Although yes, you need actual human remains in order to teach students in forensic sciences, you can’t just use someone’s remains without them or their family giving consent.
So how did this end up happening? It’s not quite clear, and the Penn Museum admits that.
“Why were the remains at the Museum in the first place? Why were they used for teaching purposes? And, most importantly, what are we going to do to resolve this situation?” the Penn Museum asked in an apology that they issued.
“In 1985, the Philadelphia Medical Examiner’s Office asked Penn physical anthropologists to assist with the efforts to identify some of the remains from the MOVE house,” the statement from the museum continues.
“It is common for physical anthropologists to assist in forensic cases where individual identity is uncertain, and over the years our experts revisited this question, driven by new science and technology.”
“But despite these efforts, we, unfortunately, are still unable to provide conclusive confirmation of identity.”
The Penn Museum acknowledged that this victim’s remains should have been given back to their family ASAP, instead of lying around for 36 years.

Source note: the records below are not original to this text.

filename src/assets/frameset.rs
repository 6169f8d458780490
use std::panic::AssertUnwindSafe;
use std::sync::{Arc, mpsc};

use crate::assets::decode::FrameImage;
use crate::assets::loader::FrameLoader;
use crate::assets::path::PathTemplate;
use crate::foundation::core::FrameIndex;
use crate::foundation::error::{ScrollreelError, ScrollreelResult};

/// Fixed-length, index-addressed frame storage.
///
/// Every slot is reserved up front; a load result is written into the slot it was requested for,
/// so completion order can never permute the sequence.
#[derive(Clone, Debug, Default)]
pub struct FrameSet {
    slots: Vec<Option<FrameImage>>,
}

impl FrameSet {
    /// Reserve `frame_count` empty slots.
    pub fn reserve(frame_count: usize) -> Self {
        Self {
            slots: vec![None; frame_count],
        }
    }

    /// Number of slots (loaded or not).
    pub fn len(&self) -> usize {
        self.slots.len()
    }

    /// Return `true` when there are no slots.
    pub fn is_empty(&self) -> bool {
        self.slots.is_empty()
    }

    /// Frame in `slot`, if it has been loaded.
    pub fn get(&self, slot: FrameIndex) -> Option<&FrameImage> {
        self.slots.get(slot.0).and_then(Option::as_ref)
    }

    /// Fill `slot`. Out-of-range slots are rejected rather than appended.
    pub fn put(&mut self, slot: FrameIndex, image: FrameImage) -> ScrollreelResult<()> {
        let len = self.slots.len();
        let cell = self.slots.get_mut(slot.0).ok_or_else(|| {
            ScrollreelError::load(format!("frame slot {} out of range (len {len})", slot.0))
        })?;
        *cell = Some(image);
        Ok(())
    }

    /// Number of filled slots.
    pub fn loaded_count(&self) -> usize {
        self.slots.iter().filter(|s| s.is_some()).count()
    }
}

/// Progress of a [`Preload`] after applying completions.
#[derive(Clone, Copy, Debug, PartialEq, Eq)]
pub struct PreloadProgress {
    /// Requests that have completed (loaded or failed).
    pub completed: usize,
    /// Requests that failed; their slots stay empty.
    pub failed: usize,
    /// Total requests issued.
    pub total: usize,
}

impl PreloadProgress {
    /// Return `true` once every request has completed.
    pub fn is_complete(self) -> bool {
        self.completed == self.total
    }
}

struct Completion {
    slot: FrameIndex,
    path: String,
    result: ScrollreelResult<FrameImage>,
}

/// In-flight frame loads for a sequence.
///
/// Loads run on a dedicated worker pool. Their completions queue up until the owner applies them
/// with [`Preload::pump`] or [`Preload::wait`], one at a time, into a [`FrameSet`].
pub struct Preload {
    rx: mpsc::Receiver<Completion>,
    total: usize,
    completed: usize,
    failed: Vec<FrameIndex>,
    // Kept alive until every spawned load has reported back.
    _pool: rayon::ThreadPool,
}

impl Preload {
    /// Issue one load request per slot, in slot order.
    #[tracing::instrument(skip(template, loader), fields(template = template.as_str()))]
    pub fn start(
        frame_count: usize,
        template: &PathTemplate,
        loader: Arc<dyn FrameLoader>,
        threads: Option<usize>,
    ) -> ScrollreelResult<Self> {
        if frame_count == 0 {
            return Err(ScrollreelError::validation("frame_count must be > 0"));
        }
        let pool = build_thread_pool(threads)?;
        let (tx, rx) = mpsc::channel();

        for i in 0..frame_count {
            let slot = FrameIndex(i);
            let path = template.path_for(slot);
            let tx = tx.clone();
            let loader = Arc::clone(&loader);
            pool.spawn(move || {
                let result = load_guarded(loader.as_ref(), slot, &path);
                // The receiver is gone if the owner was dropped; nothing left to do.
                let _ = tx.send(Completion { slot, path, result });
            });
        }
        tracing::debug!(frame_count, "issued frame loads");

        Ok(Self {
            rx,
            total: frame_count,
            completed: 0,
            failed: Vec::new(),
            _pool: pool,
        })
    }

    /// Current progress without applying anything.
    pub fn progress(&self) -> PreloadProgress {
        PreloadProgress {
            completed: self.completed,
            failed: self.failed.len(),
            total: self.total,
        }
    }

    /// Slots whose load failed.
    pub fn failed(&self) -> &[FrameIndex] {
        &self.failed
    }

    /// Apply every completion that is already available, without blocking.
    pub fn pump(&mut self, frames: &mut FrameSet) -> PreloadProgress {
        while self.completed < self.total {
            match self.rx.try_recv() {
                Ok(c) => self.apply(frames, c),
                Err(_) => break,
            }
        }
        self.progress()
    }

    /// Block until every request has completed, applying completions as they arrive.
    pub fn wait(&mut self, frames: &mut FrameSet) -> ScrollreelResult<PreloadProgress> {
        while self.completed < self.total {
            let c = self.rx.recv().map_err(|_| {
                ScrollreelError::load(format!(
                    "frame loader stopped after {} of {} completions",
                    self.completed, self.total
                ))
            })?;
            self.apply(frames, c);
        }
        Ok(self.progress())
    }

    /// Block until complete and return the filled set.
    pub fn finish(mut self) -> ScrollreelResult<FrameSet> {
        let mut frames = FrameSet::reserve(self.total);
        self.wait(&mut frames)?;
        Ok(frames)
    }

    fn apply(&mut self, frames: &mut FrameSet, c: Completion) {
        self.completed += 1;
        let stored = c.result.and_then(|image| frames.put(c.slot, image));
        if let Err(err) = stored {
            tracing::warn!(slot = c.slot.0, path = %c.path, error = %err, "frame load failed; slot stays empty");
            self.failed.push(c.slot);
        }
    }
}

/// Run one load, turning a loader panic into a failed completion for its slot.
fn load_guarded(
    loader: &dyn FrameLoader,
    slot: FrameIndex,
    path: &str,
) -> ScrollreelResult<FrameImage> {
    std::panic::catch_unwind(AssertUnwindSafe(|| loader.load(slot, path))).unwrap_or_else(|payload| {
        let reason = payload
            .downcast_ref::<&str>()
            .map(|s| s.to_string())
            .or_else(|| payload.downcast_ref::<String>().cloned())
            .unwrap_or_else(|| "unknown panic".to_string());
        Err(ScrollreelError::load(format!(
            "frame loader panicked on '{path}': {reason}"
        )))
    })
}

fn build_thread_pool(threads: Option<usize>) -> ScrollreelResult<rayon::ThreadPool> {
    if let Some(n) = threads
        && n == 0
    {
        return Err(ScrollreelError::validation(
            "load_threads must be >= 1 when set",
        ));
    }
    let mut builder = rayon::ThreadPoolBuilder::new()
        .thread_name(|i| format!("frame-load-{i}"))
        .panic_handler(|_| tracing::error!("frame loader panicked"));
    if let Some(n) = threads {
        builder = builder.num_threads(n);
    }
    builder
        .build()
        .map_err(|e| ScrollreelError::load(format!("failed to build frame loader pool: {e}")))
}

#[cfg(test)]
#[path = "../../tests/unit/assets/frameset.rs"]
mod tests;
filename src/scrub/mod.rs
pub(crate) mod driver;
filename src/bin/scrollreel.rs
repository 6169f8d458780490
use std::path::{Path, PathBuf};
use std::sync::Arc;

use anyhow::Context as _;
use clap::{Parser, Subcommand};
use scrollreel::{
    CpuSurface, FrameRGBA, FrameSequenceRenderer, FsFrameLoader, PaintOutcome, ScrubDriver,
    SiteConfig, Viewport,
};

#[derive(Parser, Debug)]
#[command(name = "scrollreel", version)]
struct Cli {
    #[command(subcommand)]
    cmd: Command,
}

#[derive(Subcommand, Debug)]
enum Command {
    /// Render one playback position as a PNG.
    Frame(FrameArgs),
    /// Scroll through the pinned span with the scrub driver, writing one PNG per step.
    Sweep(SweepArgs),
}

#[derive(Parser, Debug)]
struct ViewportArgs {
    /// Site config JSON. Frame paths resolve relative to its directory.
    #[arg(long)]
    config: PathBuf,

    /// Viewport width in pixels.
    #[arg(long, default_value_t = 1920)]
    width: u32,

    /// Viewport height in pixels.
    #[arg(long, default_value_t = 1080)]
    height: u32,
}

#[derive(Parser, Debug)]
struct FrameArgs {
    #[command(flatten)]
    viewport: ViewportArgs,

    /// Playback position on `[0, frame_count - 1]`; fractional values round.
    #[arg(long, allow_negative_numbers = true)]
    position: f64,

    /// Output PNG path.
    #[arg(long)]
    out: PathBuf,
}

#[derive(Parser, Debug)]
struct SweepArgs {
    #[command(flatten)]
    viewport: ViewportArgs,

    /// Output directory for `frame-NNNN.png` files.
    #[arg(long)]
    out_dir: PathBuf,

    /// Scroll distance advanced per step, in pixels.
    #[arg(long, default_value_t = 250.0)]
    step_px: f64,

    /// Driver ticks per second; each step advances one tick.
    #[arg(long, default_value_t = 60.0)]
    fps: f64,
}

fn main() -> anyhow::Result<()> {
    tracing_subscriber::fmt()
        .with_env_filter(tracing_subscriber::EnvFilter::from_default_env())
        .with_writer(std::io::stderr)
        .init();

    let cli = Cli::parse();
    match cli.cmd {
        Command::Frame(args) => cmd_frame(args),
        Command::Sweep(args) => cmd_sweep(args),
    }
}

fn load_renderer(
    args: &ViewportArgs,
) -> anyhow::Result<(SiteConfig, FrameSequenceRenderer<CpuSurface>)> {
    let config = SiteConfig::from_path(&args.config)?;
    config.validate()?;

    let assets_root = args.config.parent().unwrap_or_else(|| Path::new("."));
    let surface = CpuSurface::new(
        Viewport::new(args.width, args.height),
        config.sequence.clear_rgba,
    );
    let mut renderer = FrameSequenceRenderer::configure(
        &config.sequence,
        Arc::new(FsFrameLoader::new(assets_root)),
        surface,
    )?;
    renderer
        .wait_ready()
        .context("wait for frame sequence to load")?;

    let loaded = renderer.state().frames().loaded_count();
    if loaded == 0 {
        anyhow::bail!(
            "no frames could be loaded from '{}'",
            assets_root.join(&config.sequence.path_template).display()
        );
    }
    Ok((config, renderer))
}

fn cmd_frame(args: FrameArgs) -> anyhow::Result<()> {
    let (_, mut renderer) = load_renderer(&args.viewport)?;
    match renderer.update(args.position) {
        PaintOutcome::Painted { frame, rect } => {
            tracing::info!(frame = frame.0, ?rect, "painted");
        }
        other => anyhow::bail!("position {} did not paint: {other:?}", args.position),
    }
    write_png(&renderer.surface().snapshot(), &args.out)?;
    eprintln!("wrote {}", args.out.display());
    Ok(())
}

fn cmd_sweep(args: SweepArgs) -> anyhow::Result<()> {
    if !(args.step_px.is_finite() && args.step_px > 0.0) {
        anyhow::bail!("--step-px must be > 0");
    }
    if !(args.fps.is_finite() && args.fps > 0.0) {
        anyhow::bail!("--fps must be > 0");
    }

    let (config, mut renderer) = load_renderer(&args.viewport)?;
    let mut driver = ScrubDriver::new(config.sequence.frame_count, config.scrub.clone())?;
    std::fs::create_dir_all(&args.out_dir)
        .with_context(|| format!("create output dir '{}'", args.out_dir.display()))?;

    let dt = 1.0 / args.fps;
    let mut scroll_y = driver.start_px();
    let mut step = 0usize;
    while scroll_y <= driver.end_px() {
        if let Some(PaintOutcome::Painted { frame, .. }) =
            driver.drive(&mut renderer, scroll_y, dt)
        {
            tracing::debug!(step, scroll_y, frame = frame.0, "sweep step");
        }
        let out = args.out_dir.join(format!("frame-{step:04}.png"));
        write_png(&renderer.surface().snapshot(), &out)?;
        step += 1;
        scroll_y += args.step_px;
    }

    eprintln!("wrote {step} frames to {}", args.out_dir.display());
    Ok(())
}

fn write_png(frame: &FrameRGBA, out: &Path) -> anyhow::Result<()> {
    if let Some(parent) = out.parent()
        && !parent.as_os_str().is_empty()
    {
        std::fs::create_dir_all(parent)
            .with_context(|| format!("create output dir '{}'", parent.display()))?;
    }
    image::save_buffer_with_format(
        out,
        &frame.data,
        frame.width,
        frame.height,
        image::ColorType::Rgba8,
        image::ImageFormat::Png,
    )
    .with_context(|| format!("write png '{}'", out.display()))
}
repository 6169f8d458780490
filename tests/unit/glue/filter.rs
use super::*;

fn details(title: &str) -> CategoryDetails {
    CategoryDetails {
        title: title.to_string(),
        desc: format!("{title} desc"),
        details: vec![DetailItem {
            label: "Current Projects".to_string(),
            text: "things".to_string(),
        }],
    }
}

fn fixture() -> CategoryFilter {
    let mut catalog = Catalog::new();
    catalog.insert("all".to_string(), details("ALL DATA"));
    catalog.insert("web3".to_string(), details("WEB3"));
    catalog.insert("ai".to_string(), details("AI SYSTEMS"));
    let cards = vec![
        Card::new("quadruped", &["architecture", "ai"]),
        Card::new("solidity", &["web3"]),
        Card::new("esp32-cam", &["ai", "research"]),
    ];
    CategoryFilter::new(catalog, cards)
}

#[test]
fn starts_on_all_with_modal_closed() {
    let f = fixture();
    assert_eq!(f.active(), "all");
    assert!(f.modal().is_none());
    assert_eq!(f.displayed_cards(0.0), vec!["quadruped", "solidity", "esp32-cam"]);
}

#[test]
fn new_filter_hides_non_matching_cards_and_opens_modal() {
    let mut f = fixture();
    let out = f.click_filter(0.0, "ai");
    assert!(out.layout_changed && out.modal_open);
    assert_eq!(f.active(), "ai");
    assert_eq!(f.modal().unwrap().details.title, "AI SYSTEMS");

    // Mid-fade the hidden card still occupies layout.
    assert_eq!(f.displayed_cards(0.1).len(), 3);
    assert_eq!(f.displayed_cards(0.3), vec!["quadruped", "esp32-cam"]);
    assert_eq!(f.card_opacity("solidity", 1.0), Some(0.0));
    assert_eq!(f.card_opacity("quadruped", 1.0), Some(1.0));
    assert_eq!(f.card_opacity("missing", 1.0), None);
}

#[test]
fn clicking_active_filter_toggles_modal() {
    let mut f = fixture();
    f.click_filter(0.0, "web3");
    let out = f.click_filter(1.0, "web3");
    assert!(!out.layout_changed);
    assert!(!out.modal_open);
    let out = f.click_filter(2.0, "web3");
    assert!(out.modal_open);
    assert_eq!(f.modal().unwrap().category, "web3");
}

#[test]
fn clicking_all_while_active_opens_overview() {
    let mut f = fixture();
    let out = f.click_filter(0.0, "all");
    assert!(out.modal_open);
    assert_eq!(f.modal().unwrap().details.title, "ALL DATA");
}

#[test]
fn outside_click_closes_modal() {
    let mut f = fixture();
    f.click_filter(0.0, "ai");
    f.click_outside();
    assert!(f.modal().is_none());
    assert_eq!(f.active(), "ai");
}

#[test]
fn category_without_content_filters_but_opens_nothing() {
    let mut f = fixture();
    let out = f.click_filter(0.0, "research");
    assert!(out.layout_changed);
    assert!(!out.modal_open);
    assert_eq!(f.displayed_cards(1.0), vec!["esp32-cam"]);
}

#[test]
fn catalog_parses_from_json() {
    let json = r#"{
        "ai": { "title": "AI", "desc": "d", "details": [{ "label": "l", "text": "t" }] },
        "research": { "title": "R", "desc": "d" }
    }"#;
    let catalog: Catalog = serde_json::from_str(json).unwrap();
    assert_eq!(catalog["ai"].details.len(), 1);
    assert!(catalog["research"].details.is_empty());
}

The Penn Museum then went on to confirm that this victim’s remains were used in a Princeton University forensic anthropology class that was taught by someone who works at the museum.
In conclusion, the Penn Museum said they are committed to revamping their practices surrounding “collecting, stewarding, displaying, and researching human remains.”
“It is now obvious, however, that this reassessment must also include how human remains are used in teaching as well as a comprehensive review of the holdings and collection practices of our Physical Anthropology section,” the museum wrote.
In conclusion, they said that they have appointed some attorneys to “investigate how the remains came into the possession of the Museum and what transpired with them for nearly four decades.”
The Penn Museum plans on publicly sharing the report after it is completed.